3 RESULTS AND DISCUSSION


The masks being tested is fixed into an air duct, and ambient particulates are flown through the facemask with a face velocity of 0.058 ± 0.002 and 0.264 ± 0.009 m s–1 corresponding to 20 ± 0.2 and 90 ± 1.0 L min–1 flow rates respectively. The measured ambient air temperature is 26 ± 0.3°C, and RH% is 65 ± 3. The measured average aerosol concentration for the upstream (Cu) and two-flow rates 20 and 90 L min–1 is presented in Figs. 3(a) (SMPS) and 4(a) (OPC) respectively. Similarly, the average aerosols concentration measured for the downstream (Cd) for two flow rate, with and without gamma sterilisation of N95 mask is shown in Figs. 3(b) (SMPS) and 4(b) (OPC) respectively. It is observed from Figs. 3(a) and 4(a) that, a significantly lower aerosol concentration in the upper size distribution for both the data sets, that is, for aerosol greater than 300 nm for the data measured by SMPS and greater than 5 µm for the data measured by OPC. The data were excluded above these thresholds (300 nm for SMPS and 5µm for OPC) for all results presented in the paper due to the extremely low concentration, and this may increase statistical error.
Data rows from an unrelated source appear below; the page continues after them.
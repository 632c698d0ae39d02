use crate::{env_or_default, ConfigError, FromEnv};
use std::net::Ipv4Addr;

/// Port used when `PORT` is not set
pub const DEFAULT_PORT: u16 = 3000;

/// Server configuration for HTTP APIs
#[derive(Clone, Debug)]
pub struct ServerConfig {
    pub host: String,
    pub port: u16,
}

impl ServerConfig {
    pub fn new(host: String, port: u16) -> Self {
        Self { host, port }
    }

    /// Get the server address as "host:port"
    pub fn address(&self) -> String {
        format!("{}:{}", self.host, self.port)
    }
}

impl FromEnv for ServerConfig {
    /// Reads from environment variables with sensible defaults:
    /// - HOST: defaults to 0.0.0.0 (all interfaces)
    /// - PORT: defaults to 3000
    fn from_env() -> Result<Self, ConfigError> {
        let host = env_or_default("HOST", &Ipv4Addr::UNSPECIFIED.to_string());
        let port = env_or_default("PORT", &DEFAULT_PORT.to_string())
            .parse()
            .map_err(|e| ConfigError::ParseError {
                key: "PORT".to_string(),
                details: format!("{}", e),
            })?;

        Ok(Self { host, port })
    }
}

impl Default for ServerConfig {
    fn default() -> Self {
        Self {
            host: Ipv4Addr::UNSPECIFIED.to_string(),
            port: DEFAULT_PORT,
        }
    }
}

#[cfg(test)]
mod tests {
    use super::*;

    #[test]
    fn test_server_config_from_env_with_defaults() {
        temp_env::with_vars([("HOST", None::<&str>), ("PORT", None::<&str>)], || {
            let config = ServerConfig::from_env().unwrap();
            assert_eq!(config.host, "0.0.0.0");
            assert_eq!(config.port, 3000);
            assert_eq!(config.address(), "0.0.0.0:3000");
        });
    }

    #[test]
    fn test_server_config_from_env_with_custom_values() {
        temp_env::with_vars(
            [("HOST", Some("127.0.0.1")), ("PORT", Some("8081"))],
            || {
                let config = ServerConfig::from_env().unwrap();
                assert_eq!(config.address(), "127.0.0.1:8081");
            },
        );
    }

    #[test]
    fn test_server_config_from_env_invalid_port() {
        temp_env::with_var("PORT", Some("not_a_number"), || {
            let err = ServerConfig::from_env().unwrap_err();
            assert!(err.to_string().contains("PORT"));
        });
    }

    #[test]
    fn test_server_config_from_env_port_out_of_range() {
        temp_env::with_var("PORT", Some("99999"), || {
            assert!(ServerConfig::from_env().is_err());
        });
    }

    #[test]
    fn test_server_config_default() {
        let config = ServerConfig::default();
        assert_eq!(config.host, Ipv4Addr::UNSPECIFIED.to_string());
        assert_eq!(config.port, DEFAULT_PORT);
    }
}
The pressure drop across all facemask is measured before and after sterilisation, and it is given in Table 2. The average pressure drop of surgical masks was found to be 2.45 ± 2.03 pascal for 20 L min–1 flow rate and 7.36 ± 2.08 pascal for 90 L min–1 flow rate, which is much less than the reported value (approximately 20 pascals at a flow rate of 90 L min–1). The average pressure drop of cloth masks was found to be 11.57 ± 2.12 and 73.55 ± 2.74 pascals for 20 and 90 L min–1 flow rate, respectively. The average pressure drop of N95 mask was 31.32 ± 2.31 pascal for 20 L min–1 flow rate and 258.9 ± 4.59 pascal for 90 L min–1 flow rate. The average pressure drop of cloth masks is more than surgical masks and less than N95 masks. It is to be mentioned that the pressure drop across all the three types of decontaminated facemask showed that there is no measurable change observed, i.e., the change appears within the error bar values, i.e., there is no physical change in bulk density of face mask fibres/threads after decontamination. The pressure drop indicates the condition for usage during breathing and is found to be in the accepted range (inhalation and exhalation resistance limit is 343 and 245 pascal respectively) (Lin et al., 2020).

Table 2. Pressure drop across the filter for two-flow rate condition.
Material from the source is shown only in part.